■ **Your task**: Return, in their exact form, the lines that lie between the start of the data below and the line containing "stored on disk", with both ends included.

■ **Saved data entries**:

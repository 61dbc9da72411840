use crate::collision::{Shape, ShapeDefinition};
use crate::components::Agent;
use crate::errors::{GridSightError, GridSightResult};
use bevy::prelude::*;
use rand::{Rng, SeedableRng};
use rand_pcg::Pcg32;
use serde::{Deserialize, Serialize};
use std::collections::BTreeMap;
use std::path::Path;
use validator::Validate;

pub mod grid;

pub use grid::*;

/// Characters understood by every map, before the map's own legend is applied
const DEFAULT_LEGEND: [(char, f32); 3] = [('.', 1.0), ('~', 0.5), ('#', 0.0)];

/// A tile map as stored on disk
#[derive(Debug, Clone, PartialEq, Serialize, Deserialize, Validate)]
pub struct MapDefinition {
    pub name: String,
    #[validate(range(min = 1, max = 2048))]
    pub width: u32,
    #[validate(range(min = 1, max = 2048))]
    pub height: u32,
    /// One string per row, one character per cell
    pub rows: Vec<String>,
    /// Extra or overriding character to movement modifier mappings
    #[serde(default)]
    pub legend: BTreeMap<String, f32>,
    /// Shape of the agent travelling this map; a unit square when absent
    #[serde(default)]
    pub agent: Option<ShapeDefinition>,
}

impl MapDefinition {
    /// Create a new map definition with validation
    pub fn new(name: String, rows: Vec<String>) -> GridSightResult<Self> {
        let height = rows.len() as u32;
        let width = rows.first().map_or(0, |row| row.chars().count() as u32);
        let map = Self {
            name,
            width,
            height,
            rows,
            legend: BTreeMap::new(),
            agent: None,
        };

        map.check()?;
        Ok(map)
    }

    /// Generate a map where each cell is independently blocked with probability `density`
    pub fn random(
        name: String,
        width: u32,
        height: u32,
        density: f32,
        seed: u64,
    ) -> GridSightResult<Self> {
        let mut rng = Pcg32::seed_from_u64(seed);
        let density = f64::from(density.clamp(0.0, 1.0));

        let rows = (0..height)
            .map(|_| {
                (0..width)
                    .map(|_| if rng.gen_bool(density) { '#' } else { '.' })
                    .collect()
            })
            .collect();

        let map = Self {
            name,
            width,
            height,
            rows,
            legend: BTreeMap::new(),
            agent: None,
        };
        map.check()?;
        Ok(map)
    }

    /// Validate ranges, row shapes and legend coverage
    pub fn check(&self) -> GridSightResult<()> {
        self.validate().map_err(|validation_errors| {
            let error_details = validation_errors
                .field_errors()
                .iter()
                .map(|(field, errors)| {
                    let error_msgs: Vec<String> = errors.iter().map(|e| e.to_string()).collect();
                    format!("{field}: {}", error_msgs.join(", "))
                })
                .collect::<Vec<String>>()
                .join("; ");

            GridSightError::MapValidationFailed {
                reason: error_details,
            }
        })?;

        if self.rows.len() != self.height as usize {
            return Err(GridSightError::InvalidMapData {
                reason: format!(
                    "Map has {} rows but declares height {}",
                    self.rows.len(),
                    self.height
                ),
            });
        }

        let legend = self.legend_map()?;
        for (y, row) in self.rows.iter().enumerate() {
            let length = row.chars().count();
            if length != self.width as usize {
                return Err(GridSightError::InvalidMapData {
                    reason: format!(
                        "Row {y} has {length} cells but the map is {} wide",
                        self.width
                    ),
                });
            }
            if let Some(unknown) = row.chars().find(|c| !legend.contains_key(c)) {
                return Err(GridSightError::InvalidMapData {
                    reason: format!("Row {y} uses unknown tile character '{unknown}'"),
                });
            }
        }

        Ok(())
    }

    fn legend_map(&self) -> GridSightResult<BTreeMap<char, f32>> {
        let mut legend: BTreeMap<char, f32> = DEFAULT_LEGEND.into_iter().collect();

        for (key, modifier) in &self.legend {
            let mut chars = key.chars();
            match (chars.next(), chars.next()) {
                (Some(symbol), None) => {
                    legend.insert(symbol, *modifier);
                }
                _ => {
                    return Err(GridSightError::InvalidMapData {
                        reason: format!("Legend key '{key}' must be a single character"),
                    });
                }
            }
        }

        Ok(legend)
    }

    /// Build the tile grid described by this map
    pub fn to_grid(&self) -> GridSightResult<TileGrid> {
        self.check()?;
        let legend = self.legend_map()?;

        let tiles = self
            .rows
            .iter()
            .flat_map(|row| row.chars())
            .map(|symbol| Tile::new(legend.get(&symbol).copied().unwrap_or(0.0)))
            .collect();

        let grid = TileGrid::new(self.width, self.height, tiles)?;
        let blocked = grid.blocked_count();
        let total = grid.tiles().len();
        info!(
            "Map '{name}': {width}x{height}, {blocked}/{total} cells blocked ({percentage:.1}%)",
            name = self.name,
            width = self.width,
            height = self.height,
            percentage = (blocked as f32 / total as f32) * 100.0
        );

        Ok(grid)
    }

    /// The agent described by this map, placed at `position`
    pub fn agent_at(&self, position: Vec2) -> GridSightResult<Agent> {
        let shape = match &self.agent {
            Some(definition) => Shape::try_from(definition)?,
            None => Shape::unit_square(),
        };
        Ok(Agent::new(position, shape))
    }

    /// Load a map; `.toml` files are read as text, anything else as binary
    pub fn load_from_file<P: AsRef<Path>>(path: P) -> GridSightResult<Self> {
        let path = path.as_ref();
        if !path.exists() {
            return Err(GridSightError::MapFileNotFound {
                path: path.to_path_buf(),
            });
        }

        let map: MapDefinition = if is_toml(path) {
            toml::from_str(&std::fs::read_to_string(path)?)?
        } else {
            let data = std::fs::read(path)?;
            let (map, _): (MapDefinition, usize) =
                bincode::serde::decode_from_slice(&data, bincode::config::standard()).map_err(
                    |e| GridSightError::CorruptedMapFile {
                        reason: format!("Failed to deserialize map data: {e}"),
                    },
                )?;
            map
        };

        map.check()?;
        Ok(map)
    }

    /// Save the map; the format follows the file extension as in [`MapDefinition::load_from_file`]
    pub fn save_to_file<P: AsRef<Path>>(&self, path: P) -> GridSightResult<()> {
        self.check()?;
        let path = path.as_ref();

        if let Some(parent) = path.parent() {
            std::fs::create_dir_all(parent)?;
        }

        if is_toml(path) {
            std::fs::write(path, toml::to_string_pretty(self)?)?;
        } else {
            let data =
                bincode::serde::encode_to_vec(self, bincode::config::standard()).map_err(|e| {
                    GridSightError::InvalidMapData {
                        reason: format!("Failed to serialize map: {e}"),
                    }
                })?;
            std::fs::write(path, data)?;
        }

        Ok(())
    }
}

fn is_toml(path: &Path) -> bool {
    path.extension().is_some_and(|ext| ext == "toml")
}

#[cfg(test)]
mod tests {
    use super::*;
    use crate::collision::ShapeGeometry;
    use crate::pathfinding::GridAdapter;

    fn rows(lines: &[&str]) -> Vec<String> {
        lines.iter().map(|line| line.to_string()).collect()
    }

    fn temp_path(file: &str) -> std::path::PathBuf {
        std::env::temp_dir()
            .join(format!("gridsight-test-{}", std::process::id()))
            .join(file)
    }

    #[test]
    fn test_map_creation() {
        let map = MapDefinition::new("small".to_string(), rows(&["..#", "~.."])).unwrap();
        assert_eq!(map.width, 3);
        assert_eq!(map.height, 2);

        let grid = map.to_grid().unwrap();
        assert_eq!(grid.blocked_count(), 1);
        assert!(!grid.is_passable(IVec2::new(2, 0)));
        assert_eq!(
            grid.tile_at(0, 1).map(|tile| tile.movement_modifier.get()),
            Some(0.5)
        );
    }

    #[test]
    fn test_ragged_rows_rejected() {
        let result = MapDefinition::new("ragged".to_string(), rows(&["...", ".."]));
        assert!(matches!(result, Err(GridSightError::InvalidMapData { .. })));
    }

    #[test]
    fn test_empty_map_rejected() {
        let result = MapDefinition::new("empty".to_string(), Vec::new());
        assert!(matches!(
            result,
            Err(GridSightError::MapValidationFailed { .. })
        ));
    }

    #[test]
    fn test_unknown_character_rejected() {
        let result = MapDefinition::new("odd".to_string(), rows(&[".x."]));
        assert!(matches!(result, Err(GridSightError::InvalidMapData { .. })));
    }

    #[test]
    fn test_custom_legend() {
        let mut map = MapDefinition::new("legend".to_string(), rows(&["..", ".."])).unwrap();
        map.rows = rows(&["ab", ".."]);
        map.legend.insert("a".to_string(), 2.0);
        map.legend.insert("b".to_string(), 0.0);

        let grid = map.to_grid().unwrap();
        assert_eq!(grid.tile_at(0, 0).unwrap().movement_modifier.get(), 2.0);
        assert!(!grid.tile_at(1, 0).unwrap().is_passable());

        map.legend.insert("ab".to_string(), 1.0);
        assert!(map.check().is_err());
    }

    #[test]
    fn test_parse_toml_map() {
        let text = r###"
            name = "corridor"
            width = 4
            height = 2
            rows = ["....", "##.."]

            [agent]
            kind = "rectangle"
            size = [2.0, 1.0]
        "###;
        let map: MapDefinition = toml::from_str(text).unwrap();
        map.check().unwrap();

        let agent = map.agent_at(Vec2::ZERO).unwrap();
        assert_eq!(agent.shape.bounding_box().size(), Vec2::new(2.0, 1.0));
        assert_eq!(map.to_grid().unwrap().blocked_count(), 2);
    }

    #[test]
    fn test_default_agent_is_unit_square() {
        let map = MapDefinition::new("plain".to_string(), rows(&["."])).unwrap();
        assert_eq!(map.agent_at(Vec2::ONE).unwrap(), Agent::unit(Vec2::ONE));
    }

    #[test]
    fn test_random_map_is_reproducible() {
        let a = MapDefinition::random("a".to_string(), 16, 8, 0.3, 99).unwrap();
        let b = MapDefinition::random("a".to_string(), 16, 8, 0.3, 99).unwrap();
        assert_eq!(a, b);
        assert_eq!(a.rows.len(), 8);
        assert!(a.rows.iter().all(|row| row.len() == 16));

        let empty = MapDefinition::random("open".to_string(), 4, 4, 0.0, 1).unwrap();
        assert_eq!(empty.to_grid().unwrap().blocked_count(), 0);
        let full = MapDefinition::random("full".to_string(), 4, 4, 1.0, 1).unwrap();
        assert_eq!(full.to_grid().unwrap().blocked_count(), 16);
    }

    #[test]
    fn test_save_and_load_both_formats() {
        let mut map = MapDefinition::random("disk".to_string(), 6, 5, 0.25, 3).unwrap();
        map.agent = Some(ShapeDefinition::rectangle(Vec2::new(1.0, 2.0)));

        for file in ["map.toml", "map.bin"] {
            let path = temp_path(file);
            map.save_to_file(&path).unwrap();
            let loaded = MapDefinition::load_from_file(&path).unwrap();
            assert_eq!(loaded, map);
            let _ = std::fs::remove_file(&path);
        }
    }

    #[test]
    fn test_missing_and_corrupted_files() {
        let missing = MapDefinition::load_from_file(temp_path("missing.toml"));
        assert!(matches!(
            missing,
            Err(GridSightError::MapFileNotFound { .. })
        ));

        let path = temp_path("corrupt.bin");
        std::fs::create_dir_all(path.parent().unwrap()).unwrap();
        std::fs::write(&path, [0xff, 0x00, 0x13]).unwrap();
        let corrupt = MapDefinition::load_from_file(&path);
        assert!(matches!(
            corrupt,
            Err(GridSightError::CorruptedMapFile { .. })
        ));
        let _ = std::fs::remove_file(&path);
    }
}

■ **Answer to the exercise**:
repository 61dbc9da72411840
use crate::collision::{Shape, ShapeDefinition};
use crate::components::Agent;
use crate::errors::{GridSightError, GridSightResult};
use bevy::prelude::*;
use rand::{Rng, SeedableRng};
use rand_pcg::Pcg32;
use serde::{Deserialize, Serialize};
use std::collections::BTreeMap;
use std::path::Path;
use validator::Validate;

pub mod grid;

pub use grid::*;

/// Characters understood by every map, before the map's own legend is applied
const DEFAULT_LEGEND: [(char, f32); 3] = [('.', 1.0), ('~', 0.5), ('#', 0.0)];

/// A tile map as stored on disk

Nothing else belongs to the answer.